Why? Because rebound effects will eat up the efficiency gains:

“The growing evidence that low-cost efficiency often leads to faster energy growth was recently considered by both the Intergovernmental Panel on Climate Change and the International Energy Agency.”

“The I.E.A. and I.P.C.C. estimate that the rebound could be over 50 percent globally.”

Notice the sleight-of-hand: the first statement implies a rebound effect greater than 100%, while the evidence they’re citing describes a rebound of 50%, i.e. 50% of the efficiency gain is preserved, which seems pretty significant.

Presumably the real evidence they have in mind is http://iopscience.iop.org/0022-3727/43/35/354001 – authors Tsao & Saunders are Breakthrough associates. Saunders describes a 100% rebound for lighting here http://thebreakthrough.org/index.php/programs/energy-and-climate/understanding-energy-efficiency-rebound-interview-with-harry-saunders

Now the big non sequitur:

But LED and other ultraefficient lighting technologies are unlikely to reduce global energy consumption or reduce carbon emissions. If we are to make a serious dent in carbon emissions, there is no escaping the need to shift to cleaner sources of energy.

Let’s assume the premise is true – that the lighting rebound effect is 100% or more. That implies that lighting use is highly price elastic, which in turn means that an emissions price like a carbon tax will have a strong influence on lighting energy. Therefore pricing can play a major role in reducing emissions. It’s probably still true that a shift to clean energy is unavoidable, but it’s not an exclusive remedy, and a stronger rebound effect actually weakens the argument for clean sources.

Their own colleagues point this out:

In fact, our paper shows that, for the two 2030 scenarios (with and without solid-state lighting), a mere 12% increase in real electricity prices would result in a net decline in electricity-for-lighting consumption.
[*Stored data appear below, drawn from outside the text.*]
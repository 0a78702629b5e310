//! Object storage access for block metadata and bucket indexes
//! Uses Apache Arrow object_store crate

mod provider;

pub use provider::build_store;

use async_trait::async_trait;
use bytes::Bytes;
use chrono::{DateTime, Utc};
use object_store::{ObjectStore, path::Path as StoragePath, prefix::PrefixStore};
use std::sync::Arc;
use thiserror::Error;

#[derive(Debug, Error)]
pub enum StorageError {
    #[error("Not found: {0}")]
    NotFound(String),

    #[error("Invalid storage configuration: {0}")]
    InvalidConfig(String),

    #[error("Object store error: {0}")]
    ObjectStoreError(#[from] object_store::Error),
}

impl StorageError {
    pub fn is_not_found(&self) -> bool {
        matches!(
            self,
            StorageError::NotFound(_) | StorageError::ObjectStoreError(object_store::Error::NotFound { .. })
        )
    }
}

/// Storage result type
pub type Result<T> = std::result::Result<T, StorageError>;

/// Attributes of a stored object
#[derive(Debug, Clone, PartialEq, Eq)]
pub struct ObjectAttributes {
    pub size: u64,
    pub last_modified: DateTime<Utc>,
}

/// Read side of a (tenant-scoped) bucket
#[async_trait]
pub trait BucketReader: Send + Sync {
    /// Fetch object attributes without reading the object
    async fn attributes(&self, key: &str) -> Result<ObjectAttributes>;

    /// Read the whole object
    async fn get(&self, key: &str) -> Result<Bytes>;

    /// Check if key exists
    async fn exists(&self, key: &str) -> Result<bool> {
        match self.attributes(key).await {
            Ok(_) => Ok(true),
            Err(e) if e.is_not_found() => Ok(false),
            Err(e) => Err(e),
        }
    }
}

/// Storage client wrapping object_store
#[derive(Clone)]
pub struct StorageClient {
    store: Arc<dyn ObjectStore>,
    pub bucket: String,
}

impl StorageClient {
    /// Create new storage client with any object_store backend
    pub fn new(store: Arc<dyn ObjectStore>, bucket: String) -> Self {
        Self { store, bucket }
    }

    /// Create in-memory storage for testing/development
    pub fn in_memory() -> Self {
        Self {
            store: Arc::new(object_store::memory::InMemory::new()),
            bucket: "blockyard-local".to_string(),
        }
    }

    /// Client whose keys are all relative to `prefix`
    pub fn scoped(&self, prefix: &str) -> Self {
        let prefix = StoragePath::from(prefix);
        Self {
            store: Arc::new(PrefixStore::new(Arc::clone(&self.store), prefix)),
            bucket: self.bucket.clone(),
        }
    }

    /// Upload bytes to storage
    pub async fn upload(&self, key: &str, data: Vec<u8>) -> Result<()> {
        let path = StoragePath::from(key);
        let size = data.len();

        self.store.put(&path, data.into()).await?;

        tracing::debug!(key, size, "Uploaded to storage");
        Ok(())
    }

    /// Names of the top-level prefixes, one per tenant
    pub async fn list_tenants(&self) -> Result<Vec<String>> {
        let listing = self.store.list_with_delimiter(None).await?;

        let mut tenants: Vec<String> = listing
            .common_prefixes
            .iter()
            .filter_map(|p| p.parts().last().map(|part| part.as_ref().to_string()))
            .collect();
        tenants.sort();
        Ok(tenants)
    }
}

#[async_trait]
impl BucketReader for StorageClient {
    async fn attributes(&self, key: &str) -> Result<ObjectAttributes> {
        let path = StoragePath::from(key);

        match self.store.head(&path).await {
            Ok(meta) => Ok(ObjectAttributes {
                size: meta.size,
                last_modified: meta.last_modified,
            }),
            Err(object_store::Error::NotFound { .. }) => Err(StorageError::NotFound(key.to_string())),
            Err(e) => Err(e.into()),
        }
    }

    async fn get(&self, key: &str) -> Result<Bytes> {
        let path = StoragePath::from(key);

        let result = match self.store.get(&path).await {
            Ok(result) => result,
            Err(object_store::Error::NotFound { .. }) => {
                return Err(StorageError::NotFound(key.to_string()));
            }
            Err(e) => return Err(e.into()),
        };
        let bytes = result.bytes().await?;

        tracing::debug!(key, size = bytes.len(), "Downloaded from storage");
        Ok(bytes)
    }
}
//! # grist
//!
//! A small, fast library for turning author-written markdown into HTML,
//! with frontmatter extraction and slug generation.
//!
//! ## Features
//!
//! - Render a constrained markdown subset to HTML (headings, emphasis,
//!   links, images, fenced and inline code, horizontal rules, paragraphs)
//! - Extract a leading `---` frontmatter block into typed key-value data
//! - Derive URL-safe slugs from arbitrary text
//! - Total functions: malformed input degrades to literal text, never errors
//!
//! ## Quick Start
//!
//! ```
//! use grist::{parse_document, render, slugify};
//!
//! let doc = parse_document("---\ntitle: \"My Post\"\n---\n# Hi");
//! assert_eq!(doc.frontmatter["title"].as_str(), Some("My Post"));
//! assert_eq!(doc.content, "<h1>Hi</h1>");
//!
//! assert_eq!(render("Plain **bold** text"), "<p>Plain <strong>bold</strong> text</p>");
//! assert_eq!(slugify("Hello, World!"), "hello-world");
//! ```
//!
//! ## Working with Documents
//!
//! The [`Document`] struct is the central data type: the parsed
//! frontmatter, the rendered HTML, and the raw markdown remainder.
//!
//! ```
//! use grist::{parse_document, FrontmatterValue};
//!
//! let doc = parse_document("---\ntags: [a, b]\ndraft: false\n---\nBody text.");
//! assert_eq!(doc.frontmatter["draft"], FrontmatterValue::Boolean(false));
//! assert_eq!(doc.content, "<p>Body text.</p>");
//! assert_eq!(doc.raw_content, "Body text.");
//! ```

pub mod document;
pub mod frontmatter;
pub mod render;
pub mod slug;

#[cfg(feature = "wasm")]
pub mod wasm;

pub use document::{Document, parse_document};
pub use frontmatter::{Frontmatter, FrontmatterValue, extract_frontmatter};
pub use render::{escape_html, render};
pub use slug::slugify;
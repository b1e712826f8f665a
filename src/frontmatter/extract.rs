//! Frontmatter block extraction and line parsing.

use std::collections::BTreeMap;

use crate::render::patterns;

use super::value::FrontmatterValue;

/// Parsed frontmatter: a key-ordered mapping of typed values.
pub type Frontmatter = BTreeMap<String, FrontmatterValue>;

/// Split a document into its frontmatter mapping and markdown remainder.
///
/// A frontmatter block is recognized only when the document begins with a
/// line of exactly `---`, followed by zero or more lines and a closing
/// `---` line. Without one, the mapping is empty and the document comes
/// back unchanged. With one, the remainder is the text after the closing
/// delimiter with surrounding whitespace trimmed.
///
/// Block lines parse independently: the text before the first colon is
/// the key, the text after it the raw value, both trimmed. Lines without
/// a colon are dropped. When a key repeats, the last line wins.
///
/// # Examples
///
/// ```
/// use grist::extract_frontmatter;
///
/// let (meta, rest) = extract_frontmatter("---\ndraft: true\n---\n# Post");
/// assert_eq!(meta["draft"].as_bool(), Some(true));
/// assert_eq!(rest, "# Post");
///
/// let (meta, rest) = extract_frontmatter("no block here");
/// assert!(meta.is_empty());
/// assert_eq!(rest, "no block here");
/// ```
pub fn extract_frontmatter(document: &str) -> (Frontmatter, &str) {
    let Some(caps) = patterns::lookup("frontmatter-block").captures(document) else {
        return (Frontmatter::new(), document);
    };

    let block = caps.get(1).map(|m| m.as_str()).unwrap_or("");
    let end = caps.get(0).map(|m| m.end()).unwrap_or(0);
    let remainder = document[end..].trim();

    let mut metadata = Frontmatter::new();
    for line in block.lines() {
        let Some((key, value)) = line.split_once(':') else {
            continue;
        };
        metadata.insert(key.trim().to_string(), FrontmatterValue::coerce(value));
    }

    (metadata, remainder)
}
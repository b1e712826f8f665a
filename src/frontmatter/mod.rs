//! Frontmatter extraction and value typing.
//!
//! A document may begin with a metadata block fenced by `---` lines. This
//! module splits that block off and parses it into a key-ordered mapping
//! of typed values:
//!
//! - [`extract`]: block recognition and per-line key/value parsing
//! - [`value`]: the [`FrontmatterValue`] union and raw-text coercion
//!
//! Parsing never fails. A document without a block yields an empty
//! mapping, and malformed lines inside a block are dropped silently.

mod extract;
mod value;

pub use extract::{Frontmatter, extract_frontmatter};
pub use value::FrontmatterValue;
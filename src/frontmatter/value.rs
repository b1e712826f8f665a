//! Typed frontmatter values and raw-text coercion.

/// A single frontmatter value.
///
/// Values are one of four shapes: a plain string, a number, a boolean, or
/// a flat list of strings. There are no nested mappings.
#[derive(Debug, Clone, PartialEq)]
#[cfg_attr(feature = "cli", derive(serde::Serialize), serde(untagged))]
pub enum FrontmatterValue {
    String(String),
    Number(f64),
    Boolean(bool),
    List(Vec<String>),
}

impl FrontmatterValue {
    /// Coerce a raw frontmatter value into its typed form.
    ///
    /// Tried in order: a `[...]` list, a quoted string, the literals
    /// `true`/`false`, a finite number, and finally the trimmed raw
    /// string. Earlier rules win; a quoted `"true"` stays a string.
    pub fn coerce(raw: &str) -> Self {
        let raw = raw.trim();
        if let Some(inner) = raw.strip_prefix('[').and_then(|r| r.strip_suffix(']')) {
            return Self::List(parse_list(inner));
        }
        if let Some(inner) = unquote(raw) {
            return Self::String(inner.to_string());
        }
        match raw {
            "true" => return Self::Boolean(true),
            "false" => return Self::Boolean(false),
            _ => {}
        }
        if let Ok(number) = raw.parse::<f64>() {
            if number.is_finite() {
                return Self::Number(number);
            }
        }
        Self::String(raw.to_string())
    }

    /// The string content, if this is a string value.
    pub fn as_str(&self) -> Option<&str> {
        match self {
            Self::String(s) => Some(s),
            _ => None,
        }
    }

    /// The numeric content, if this is a number value.
    pub fn as_number(&self) -> Option<f64> {
        match self {
            Self::Number(n) => Some(*n),
            _ => None,
        }
    }

    /// The boolean content, if this is a boolean value.
    pub fn as_bool(&self) -> Option<bool> {
        match self {
            Self::Boolean(b) => Some(*b),
            _ => None,
        }
    }

    /// The items, if this is a list value.
    pub fn as_list(&self) -> Option<&[String]> {
        match self {
            Self::List(items) => Some(items),
            _ => None,
        }
    }
}

/// Split a bracketed list body into items.
///
/// Items are comma-separated, trimmed, and unwrapped from matching quotes.
/// They stay strings; no boolean or numeric coercion happens inside lists.
fn parse_list(inner: &str) -> Vec<String> {
    if inner.trim().is_empty() {
        return Vec::new();
    }
    inner
        .split(',')
        .map(|item| {
            let item = item.trim();
            unquote(item).unwrap_or(item).to_string()
        })
        .collect()
}

/// Strip one layer of matching single or double quotes.
fn unquote(value: &str) -> Option<&str> {
    let bytes = value.as_bytes();
    if bytes.len() >= 2
        && ((bytes[0] == b'"' && bytes[bytes.len() - 1] == b'"')
            || (bytes[0] == b'\'' && bytes[bytes.len() - 1] == b'\''))
    {
        Some(&value[1..value.len() - 1])
    } else {
        None
    }
}
//! Paragraph wrapping, the final pipeline pass.

use std::sync::LazyLock;

use regex_lite::Regex;

// One or more blank lines: a newline, optional whitespace, a newline.
static BLANK_LINES: LazyLock<Regex> = LazyLock::new(|| Regex::new(r"\n\s*\n").unwrap());

/// Wrap remaining inline text in `<p>` tags.
///
/// Splits on blank-line separators, drops empty blocks, and leaves blocks
/// that already look like a rendered block-level element (start with `<`
/// and end with `>`) unwrapped. Surviving blocks are joined with a blank
/// line.
pub(crate) fn wrap(text: &str) -> String {
    let blocks: Vec<String> = BLANK_LINES
        .split(text)
        .filter_map(|block| {
            let block = block.trim();
            if block.is_empty() {
                None
            } else if block.starts_with('<') && block.ends_with('>') {
                Some(block.to_string())
            } else {
                Some(format!("<p>{block}</p>"))
            }
        })
        .collect();
    blocks.join("\n\n")
}

#[cfg(test)]
mod tests {
    use super::*;

    #[test]
    fn test_wraps_plain_text() {
        assert_eq!(wrap("hello"), "<p>hello</p>");
    }

    #[test]
    fn test_splits_on_blank_lines() {
        assert_eq!(wrap("one\n\ntwo"), "<p>one</p>\n\n<p>two</p>");
        assert_eq!(wrap("one\n\n\n\ntwo"), "<p>one</p>\n\n<p>two</p>");
        assert_eq!(wrap("one\n   \ntwo"), "<p>one</p>\n\n<p>two</p>");
    }

    #[test]
    fn test_single_newline_stays_inside_paragraph() {
        assert_eq!(wrap("line one\nline two"), "<p>line one\nline two</p>");
    }

    #[test]
    fn test_rendered_blocks_left_unwrapped() {
        assert_eq!(wrap("<h1>Title</h1>"), "<h1>Title</h1>");
        assert_eq!(wrap("<hr />"), "<hr />");
        assert_eq!(
            wrap("<pre><code>x</code></pre>\n\ntext"),
            "<pre><code>x</code></pre>\n\n<p>text</p>"
        );
    }

    #[test]
    fn test_blocks_are_trimmed() {
        assert_eq!(wrap("  padded  \n\n  more  "), "<p>padded</p>\n\n<p>more</p>");
    }

    #[test]
    fn test_empty_input() {
        assert_eq!(wrap(""), "");
        assert_eq!(wrap("\n\n\n"), "");
    }

    #[test]
    fn test_partial_tag_still_wrapped() {
        // Starts with `<` but does not end with `>`.
        assert_eq!(wrap("<em>oops"), "<p><em>oops</p>");
    }
}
What should the real takeaway be?

  • Subsidizing lighting efficiency is ineffective, and possibly even counterproductive.
  • Subsidizing clean energy lowers the cost of delivering lighting and other services, and therefore will also be offset by rebound effects.
  • Emissions pricing is a win-win, because it encourages efficiency, counteracts rebound effects and promotes substitution of clean sources.

Reading between the lines

… on another incoherent Breakthrough editorial:

The Creative Destruction of Climate Economics

In the 70 years that have passed since Joseph Schumpeter coined the term “creative destruction,” economists have struggled awkwardly with how to think about growth and innovation. Born of the low-growth agricultural economies of 18th Century Europe, the dismal science to this day remains focused on the question of how to most efficiently distribute scarce resources, not on how to create new ones — this despite two centuries of rapid economic growth driven by disruptive technologies, from the steam engine to electricity to the Internet.

Perhaps the authors should consult the two million references on Google scholar to endogenous growth and endogenous technology, or read some Marx. Continue reading “Reading between the lines”

What a real breakthrough might look like

It’s possible that a techno fix will stave off global limits indefinitely, in a Star Trek future scenario. I think it’s a bad idea to rely on it, because there’s no backup plan.

But it’s equally naive to think that we can return to some kind of low-tech golden age. There are too many people to feed and house, and those bygone eras look pretty ugly when you peer under the mask.

But this is a false dichotomy.

Some techno/growth enthusiasts talk about sustainability as if it consisted entirely of atavistic agrarian aspirations. But what a lot of sustainability advocates are after, myself included, is a high-tech future that operates within certain material limits (planetary boundaries, if you will) before those limits enforce themselves in nastier ways. That’s not really too hard to imagine; we already have a high tech economy that operates within limits like the laws of motion and gravity. Gravity takes care of itself, because it’s instantaneous. Stock pollutants and resources don’t, because consequences are remote in time and space from actions; hence the need for coordination. Continue reading “What a real breakthrough might look like”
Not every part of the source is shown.